The architecture of Judson Memorial Church made many things difficult.

For one, our performers talk really quickly. With a one second decay on any moderately loud sound, that means things get really muddy really quickly. Add a musical score and you’re getting even muddier. Now put the sound booth (which cues and is cued by the performers speech the whole way through the piece) all the way in the back stage-right corner of the house (admittedly and absolutely my mistake). Now make it literally 90°.

The performers were sweating so much that their vision became obscured. My computer overheated, my hands slipped off of the controller I use to run the show. This combination of elements makes what I consider to be a very engaging and funny piece awfully difficult to penetrate. An Unfunny Room makes a Funny Piece Unfunny, and everyone felt it. Judson’s house sound guy described the situation as “brutal” and I tend to agree with him.

Granted, more tech time would not have helped with their broken heater (yes – the heat was on inside during an 85° day) but being able to do a full run would have brought to light problems which surfaced only once the performance had begun or was already over. My lesson here is that when thinking straight becomes a problem, you need to identify that it is a problem, and do everything you can to combat and remedy it. The rushed and uncomfortable nature our tech directly lead to misfires and mistakes during performance and in the documentation procedures.

Even when we considered documentation starting from the very beginning of the rehearsal process, I still fucked this one up big time. The lesson here is not to double check, but to triple check. And if the house needs to be held, the house needs to be held and there’s no buts about it.
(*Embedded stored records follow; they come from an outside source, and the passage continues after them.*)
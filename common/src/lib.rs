//! Shared building blocks for `appctl`.
//!
//! Holds the wire models, the [`error::ApiError`] taxonomy and the runtime
//! [`config::Config`] used by both the core and the CLI.

pub mod config;
pub mod error;
pub mod models;

#[doc(hidden)]
pub use tracing;

/// Reports a finished operation. Rendered with the `[+]` symbol by the CLI formatter.
#[macro_export]
macro_rules! success {
    ($($arg:tt)*) => {
        $crate::tracing::info!(target: "appctl::success", $($arg)*)
    };
}

#[macro_export]
macro_rules! warn {
    ($($arg:tt)*) => {
        $crate::tracing::warn!(target: "appctl::status", $($arg)*)
    };
}
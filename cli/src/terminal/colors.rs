use colored::Color;

pub const PRIMARY: Color = Color::BrightGreen;
pub const SEPARATOR: Color = Color::BrightBlack;
pub const TEXT_DEFAULT: Color = Color::TrueColor {
    r: 192,
    g: 192,
    b: 192,
};
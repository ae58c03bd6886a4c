//! Two-operand evaluator.
//!
//! An operator key captures the display as the first operand and clears
//! it; `=` applies the pending operator to the first operand and the
//! display, shows the result and keeps it as the next first operand.
//!
//! ```text
//! Idle --(+ - * /)--> OperatorPending --(=)--> Idle
//! ```
//!
//! A display that does not parse when an operand is needed puts the
//! calculator into a locked fault state showing [`ERROR_TEXT`]; only `Clr`
//! leaves it.

use crate::buffer::DisplayBuffer;
use crate::error::{CalcError, Result};
use crate::render::render;
use crate::token::{Operator, Token};
use tracing::{debug, warn};

/// Shown on the display while the calculator is faulted.
pub const ERROR_TEXT: &str = "Error";

#[derive(Debug, Clone, Copy, Default, PartialEq)]
pub struct EvaluatorState {
    pub first_operand: f64,
    pub pending_operator: Option<Operator>,
    pub result: f64,
}

impl EvaluatorState {
    /// Apply the pending operator, chaining the result into `first_operand`.
    /// Returns `None` when no operator is pending.
    fn evaluate(&mut self, second_operand: f64) -> Option<f64> {
        let op = self.pending_operator.take()?;
        self.result = op.apply(self.first_operand, second_operand);
        self.first_operand = self.result;
        Some(self.result)
    }
}

#[derive(Debug, Clone, Default, PartialEq)]
pub struct Calculator {
    buffer: DisplayBuffer,
    evaluator: EvaluatorState,
    fault: Option<CalcError>,
    notice: Option<CalcError>,
}

impl Calculator {
    pub fn new() -> Self {
        Self::default()
    }

    /// Text for the read-only display.
    pub fn display(&self) -> &str {
        self.buffer.text()
    }

    pub fn buffer(&self) -> &DisplayBuffer {
        &self.buffer
    }

    pub fn evaluator(&self) -> &EvaluatorState {
        &self.evaluator
    }

    /// The error that locked the display, if any.
    pub fn fault(&self) -> Option<&CalcError> {
        self.fault.as_ref()
    }

    /// Non-fatal condition raised by the most recent press.
    pub fn notice(&self) -> Option<&CalcError> {
        self.notice.as_ref()
    }

    /// One-line summary for the status bar: the last notice, the fault
    /// hint, or the operation waiting for its second operand.
    pub fn status(&self) -> String {
        if let Some(notice) = &self.notice {
            notice.to_string()
        } else if self.fault.is_some() {
            "press Clr to continue".to_string()
        } else if let Some(op) = self.evaluator.pending_operator {
            format!("{} {}", render(self.evaluator.first_operand), op)
        } else {
            String::new()
        }
    }

    /// Handle one key press in place and return the new display text.
    pub fn press(&mut self, token: Token) -> &str {
        self.notice = None;

        if self.fault.is_some() && token != Token::Clear {
            debug!(%token, "ignored while faulted");
            return self.display();
        }

        match self.step(token) {
            Ok(()) => {}
            Err(err @ CalcError::MalformedNumber(_)) => {
                warn!(%token, error = %err, "display locked");
                self.buffer.set(ERROR_TEXT);
                self.fault = Some(err);
            }
            Err(err) => {
                debug!(%token, error = %err, "notice");
                self.notice = Some(err);
            }
        }

        debug!(%token, display = self.buffer.text(), "key");
        self.display()
    }

    fn step(&mut self, token: Token) -> Result<()> {
        match token {
            Token::Digit(_) | Token::Point => {
                self.buffer.append(token);
                Ok(())
            }
            Token::Operator(op) => {
                self.evaluator.first_operand = self.buffer.parse()?;
                self.evaluator.pending_operator = Some(op);
                self.buffer.clear();
                Ok(())
            }
            Token::Equals => self.equals(),
            Token::Negate => self.buffer.negate(),
            Token::Clear => {
                self.buffer.clear();
                self.fault = None;
                Ok(())
            }
            Token::Delete => self.buffer.delete_last(),
        }
    }

    fn equals(&mut self) -> Result<()> {
        let Some(op) = self.evaluator.pending_operator else {
            debug!("= with nothing pending");
            return Ok(());
        };

        let second_operand = self.buffer.parse()?;
        if let Some(result) = self.evaluator.evaluate(second_operand) {
            self.buffer.set(render(result));
        }

        if op == Operator::Div && second_operand == 0.0 {
            return Err(CalcError::DivisionByZero);
        }
        Ok(())
    }
}

/// Pure form of [`Calculator::press`]: consume the state, return the next
/// state and the text to show.
pub fn handle(token: Token, state: Calculator) -> (Calculator, String) {
    let mut next = state;
    let display = next.press(token).to_string();
    (next, display)
}

/// Feed a whole key sequence through [`handle`], starting from a fresh
/// calculator.
pub fn run(tokens: impl IntoIterator<Item = Token>) -> Calculator {
    tokens
        .into_iter()
        .fold(Calculator::new(), |state, token| handle(token, state).0)
}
Additionally, the documentation system should be so straight forward as to be instantly and frequently monitorable. No jury rigging, nothing clever, just simple and straightforward even if it means more gear.

Power vs. Control
The performance system for the Hannah Complex Score is run by custom software I wrote. It is controlled by two pieces off midi gear (a Monome and a POS Evolution controller which I am dying to replace with something I can’t afford).

I wrote and recorded to score over the course of a little less than a month and wrote the program as I was writing the score. I got really excited about continuing to work this way (I usually perform using Ableton Live) and so I decided to write the program in such a way as to make it as reusable as possible. This was a mistake for two reasons.

First, this method became a time vampire. Methods which I could have implemented quickly and easily for goals I wanted to accomplish for The Hannah Complex specifically turned into projects centered around mutability, class inheritance, encapsulation and a bunch of other boring bullshit.

The month before a show is not the time to start a new programming project: it is the time to take your old programming projects and make them work as specifically as possible for this show and this show only.

Second, making the program as extensible as possible sacrificed my control to power ratio. For this performance I had tons of control; I could have gone to any part of the show at any time and trigger any sample. I could have stopped anything in its tracks, or mixed everything differently on the fly. Which is great for a concert, for a musical performance, where you want to be able to make things exciting and stop on a dime. For a theatrical performance though, control is a liability. If you can do something incorrectly, you will. And I did.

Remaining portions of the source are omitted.